Space Access Update #101 12/13/03
Copyright 2003 by Space Access Society
__________________________________________________ ______________________

Last time we got one of these out the door, we wrote something about
having more to say about NASA's problems in coming weeks. That was
one Space Access conference and a half-year of working for a living
ago. No more promises - but for the moment, we're writing again.
That, and starting to put together the next Space Access conference.
Thursday afternoon April 22nd through Saturday night April 24th, in
the Phoenix metro area; more details as we nail them down.
__________________________________________________ ______________________

Contents this issue:

- The Future of NASA Manned Space: Constrained Choices

(More on the current state of play in the emerging cheap-access
industry in late December... This time for sure!)
__________________________________________________ ______________________


The Future of NASA Manned Space: Constrained Choices


There has been a lot of breathless speculation on what the current
Administration review of national space policy might lead to, much
of it centered on what if anything the President might choose to
talk about on the upcoming 100th birthday of powered flight,
December 17th 2003. We have no inside scoops, but we do have a few
thoughts on the matter.

Our standard disclaimer on this: NASA is not a monolith; it's a
whole collection of organizations of wildly varying size, missions,
and competence. Some parts of NASA are both competent and
efficient, many are at least marginally functional, and some are
massively dysfunctional bureaucratic quagmires. There are lots of
good people in NASA, some fortunate enough to be able to quietly go
about producing value for the country, some mired up to their
eyeballs in the aforementioned quagmires. Unless we specify
otherwise, from here on we'll use "NASA" as shorthand for by far the
largest single part of the agency, the Shuttle/Station manned
spaceflight establishment.

First, however, consider that December 17th is the centennial of the
*airplane*, that the first "A" in NASA stands for "aeronautics", and
that the agency's problems are not confined to its space operations.
It occurs to us that come the 17th, the President might have
something to say on aeronautics. Just a guess, of course.

As far as NASA manned space goes, keep in mind two things: One,
money is tight. The country's coming out of a recession, there's a
war on, and the deficit is getting politically sensitive. Whatever
new directions national space policy might be aimed, overall civil
space spending is very unlikely to increase radically. That would
take a national consensus that simply doesn't exist.

Two, NASA is a mess. Read the CAIB Report and weep. Neither the
Congress nor the White House trust NASA anymore - neither to succeed
on-time/on-budget (if at all) with any large new project, nor to
reform itself unsupervised.

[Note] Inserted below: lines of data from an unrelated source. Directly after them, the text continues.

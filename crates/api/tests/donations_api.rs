//! HTTP-level integration tests for `/api/v1/donations`, including the
//! payment status flow, campaign crediting, and receipts.

mod common;

use axum::http::StatusCode;
use common::{body_json, body_text, delete, get, patch_json, post_json, put_json};
use serde_json::json;
use sqlx::PgPool;

async fn create_campaign(pool: &PgPool) -> i64 {
    let campaign = common::create(
        pool,
        "/api/v1/campaigns",
        json!({"title": "Annadaan", "goal_amount": 10000.0}),
    )
    .await;
    campaign["id"].as_i64().unwrap()
}

fn donation_body(campaign_id: Option<i64>, amount: f64) -> serde_json::Value {
    json!({
        "campaign_id": campaign_id,
        "donor_name": "Govind Rao",
        "donor_email": "govind@example.org",
        "pan_number": " abcde1234f ",
        "seva_type": "Annadaan Seva",
        "amount": amount,
        "gateway_order_id": "order_123"
    })
}

async fn set_status(pool: &PgPool, id: i64, status: &str) -> axum::http::Response<axum::body::Body> {
    let app = common::build_test_app(pool.clone());
    patch_json(
        app,
        &format!("/api/v1/donations/{id}/status"),
        json!({"status": status, "gateway_payment_id": "pay_789"}),
    )
    .await
}

async fn campaign_totals(pool: &PgPool, id: i64) -> (f64, i64) {
    let app = common::build_test_app(pool.clone());
    let json = body_json(get(app, &format!("/api/v1/campaigns/{id}")).await).await;
    (
        json["data"]["raised_amount"].as_f64().unwrap(),
        json["data"]["donor_count"].as_i64().unwrap(),
    )
}

#[sqlx::test(migrations = "../../db/migrations")]
async fn create_donation_starts_pending_with_normalized_pan(pool: PgPool) {
    let campaign_id = create_campaign(&pool).await;
    let app = common::build_test_app(pool);
    let response = post_json(app, "/api/v1/donations", donation_body(Some(campaign_id), 1500.0)).await;

    assert_eq!(response.status(), StatusCode::CREATED);
    let data = body_json(response).await["data"].clone();
    assert_eq!(data["payment_status"], "pending");
    assert_eq!(data["pan_number"], "ABCDE1234F");
    assert_eq!(data["currency"], "INR");
    assert!(data["receipt_number"].is_null());
}

#[sqlx::test(migrations = "../../db/migrations")]
async fn create_donation_validates_input(pool: PgPool) {
    let app = common::build_test_app(pool.clone());
    let mut body = donation_body(None, 100.0);
    body["donor_email"] = json!("nope");
    body["amount"] = json!(-5.0);
    let response = post_json(app, "/api/v1/donations", body).await;
    assert_eq!(response.status(), StatusCode::BAD_REQUEST);
    let json = body_json(response).await;
    assert!(json["fields"]["donor_email"].is_string());
    assert!(json["fields"]["amount"].is_string());

    let app = common::build_test_app(pool);
    let mut body = donation_body(None, 100.0);
    body["pan_number"] = json!("1234");
    let response = post_json(app, "/api/v1/donations", body).await;
    assert_eq!(response.status(), StatusCode::BAD_REQUEST);
}

#[sqlx::test(migrations = "../../db/migrations")]
async fn donation_to_unknown_or_inactive_campaign_is_rejected(pool: PgPool) {
    let app = common::build_test_app(pool.clone());
    let response = post_json(app, "/api/v1/donations", donation_body(Some(999_999), 100.0)).await;
    assert_eq!(response.status(), StatusCode::NOT_FOUND);

    let campaign_id = create_campaign(&pool).await;
    let app = common::build_test_app(pool.clone());
    common::patch_empty(app, &format!("/api/v1/campaigns/{campaign_id}/toggle-active")).await;

    let app = common::build_test_app(pool);
    let response = post_json(app, "/api/v1/donations", donation_body(Some(campaign_id), 100.0)).await;
    assert_eq!(response.status(), StatusCode::BAD_REQUEST);
    let json = body_json(response).await;
    assert_eq!(json["error"], "Campaign 'Annadaan' is not accepting donations");
}

#[sqlx::test(migrations = "../../db/migrations")]
async fn completing_a_donation_credits_the_campaign_once(pool: PgPool) {
    let campaign_id = create_campaign(&pool).await;
    let donation =
        common::create(&pool, "/api/v1/donations", donation_body(Some(campaign_id), 2500.0)).await;
    let id = donation["id"].as_i64().unwrap();

    let response = set_status(&pool, id, "completed").await;
    assert_eq!(response.status(), StatusCode::OK);
    let data = body_json(response).await["data"].clone();
    assert_eq!(data["payment_status"], "completed");
    assert_eq!(data["gateway_payment_id"], "pay_789");
    assert!(data["completed_at"].is_string());
    assert!(data["receipt_number"]
        .as_str()
        .unwrap()
        .ends_with(&format!("-{id:06}")));

    // A retried gateway callback must not credit twice.
    let response = set_status(&pool, id, "completed").await;
    assert_eq!(response.status(), StatusCode::OK);

    assert_eq!(campaign_totals(&pool, campaign_id).await, (2500.0, 1));

    let app = common::build_test_app(pool.clone());
    let json = body_json(get(app, &format!("/api/v1/campaigns/{campaign_id}")).await).await;
    assert_eq!(json["data"]["progress_percent"], 25.0);
}

#[sqlx::test(migrations = "../../db/migrations")]
async fn refund_debits_the_campaign(pool: PgPool) {
    let campaign_id = create_campaign(&pool).await;
    let donation =
        common::create(&pool, "/api/v1/donations", donation_body(Some(campaign_id), 1000.0)).await;
    let id = donation["id"].as_i64().unwrap();

    set_status(&pool, id, "completed").await;
    let response = set_status(&pool, id, "refunded").await;
    assert_eq!(response.status(), StatusCode::OK);

    assert_eq!(campaign_totals(&pool, campaign_id).await, (0.0, 0));
}

#[sqlx::test(migrations = "../../db/migrations")]
async fn invalid_transitions_return_409(pool: PgPool) {
    let donation = common::create(&pool, "/api/v1/donations", donation_body(None, 500.0)).await;
    let id = donation["id"].as_i64().unwrap();

    let response = set_status(&pool, id, "refunded").await;
    assert_eq!(response.status(), StatusCode::CONFLICT);

    let response = set_status(&pool, id, "unknown").await;
    assert_eq!(response.status(), StatusCode::BAD_REQUEST);

    set_status(&pool, id, "failed").await;
    let response = set_status(&pool, id, "pending").await;
    assert_eq!(response.status(), StatusCode::OK);
}

#[sqlx::test(migrations = "../../db/migrations")]
async fn receipt_requires_completed_donation(pool: PgPool) {
    let campaign_id = create_campaign(&pool).await;
    let donation =
        common::create(&pool, "/api/v1/donations", donation_body(Some(campaign_id), 1500.0)).await;
    let id = donation["id"].as_i64().unwrap();

    let app = common::build_test_app(pool.clone());
    let response = get(app, &format!("/api/v1/donations/{id}/receipt")).await;
    assert_eq!(response.status(), StatusCode::CONFLICT);

    set_status(&pool, id, "completed").await;

    let app = common::build_test_app(pool);
    let response = get(app, &format!("/api/v1/donations/{id}/receipt")).await;
    assert_eq!(response.status(), StatusCode::OK);
    let content_type = response.headers()["content-type"].to_str().unwrap().to_string();
    assert!(content_type.starts_with("text/html"));

    let html = body_text(response).await;
    assert!(html.contains("Hare Krishna Vidya"));
    assert!(html.contains("Govind Rao"));
    assert!(html.contains("ABCDE1234F"));
    assert!(html.contains("Annadaan"));
    assert!(html.contains("pay_789"));
}

#[sqlx::test(migrations = "../../db/migrations")]
async fn stats_and_filters(pool: PgPool) {
    let first = common::create(&pool, "/api/v1/donations", donation_body(None, 1000.0)).await;
    common::create(&pool, "/api/v1/donations", donation_body(None, 300.0)).await;
    set_status(&pool, first["id"].as_i64().unwrap(), "completed").await;

    let app = common::build_test_app(pool.clone());
    let json = body_json(get(app, "/api/v1/donations/stats").await).await;
    assert_eq!(json["data"]["total_count"], 2);
    assert_eq!(json["data"]["completed_count"], 1);
    assert_eq!(json["data"]["pending_count"], 1);
    assert_eq!(json["data"]["total_amount"], 1000.0);

    let app = common::build_test_app(pool.clone());
    let json = body_json(get(app, "/api/v1/donations?status=pending").await).await;
    assert_eq!(json["total"], 1);
    assert_eq!(json["data"][0]["amount"], 300.0);

    let app = common::build_test_app(pool);
    let response = get(app, "/api/v1/donations?status=lost").await;
    assert_eq!(response.status(), StatusCode::BAD_REQUEST);
}

#[sqlx::test(migrations = "../../db/migrations")]
async fn update_and_delete_donation(pool: PgPool) {
    let donation = common::create(&pool, "/api/v1/donations", donation_body(None, 750.0)).await;
    let id = donation["id"].as_i64().unwrap();

    let app = common::build_test_app(pool.clone());
    let response = put_json(
        app,
        &format!("/api/v1/donations/{id}"),
        json!({"message": "In memory of my grandmother", "amount": 1.0}),
    )
    .await;
    assert_eq!(response.status(), StatusCode::OK);
    let data = body_json(response).await["data"].clone();
    assert_eq!(data["message"], "In memory of my grandmother");
    assert_eq!(data["amount"], 750.0);

    let app = common::build_test_app(pool.clone());
    let response = delete(app, &format!("/api/v1/donations/{id}")).await;
    assert_eq!(response.status(), StatusCode::NO_CONTENT);

    let app = common::build_test_app(pool);
    let response = get(app, &format!("/api/v1/donations/{id}")).await;
    assert_eq!(response.status(), StatusCode::NOT_FOUND);
}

As far as ambitious new missions are
concerned, these various parties are (or ought to be) acutely aware
that the existing NASA structure is capable of soaking up huge
amounts of additional money for a very long time before any new
output at all appears. The few federal legislators talking about
funding big new NASA projects tend to have major NASA centers back
home. The chances of their colleagues going along with any such
major new NASA spending anytime soon are, we estimate, near zero.

Given all this, why not retrench - wind down the existing NASA
manned space projects as quickly as possible, then start over from
scratch in a few years?

Three reasons: One, the Law of Conservation of Congressional Pork
says that established federal jobs-in-umpteen-Districts cashflows
are extremely difficult to shut down. Absent huge amounts of
political capital applied, the strong tendency on established
programs with entrenched constituencies is to trim only around the
margins, a few percentage points in any given year.

Two, we have international obligations to meet in the Station
program. Our diplomacy is difficult enough these days without
further annoying multiple major international partners.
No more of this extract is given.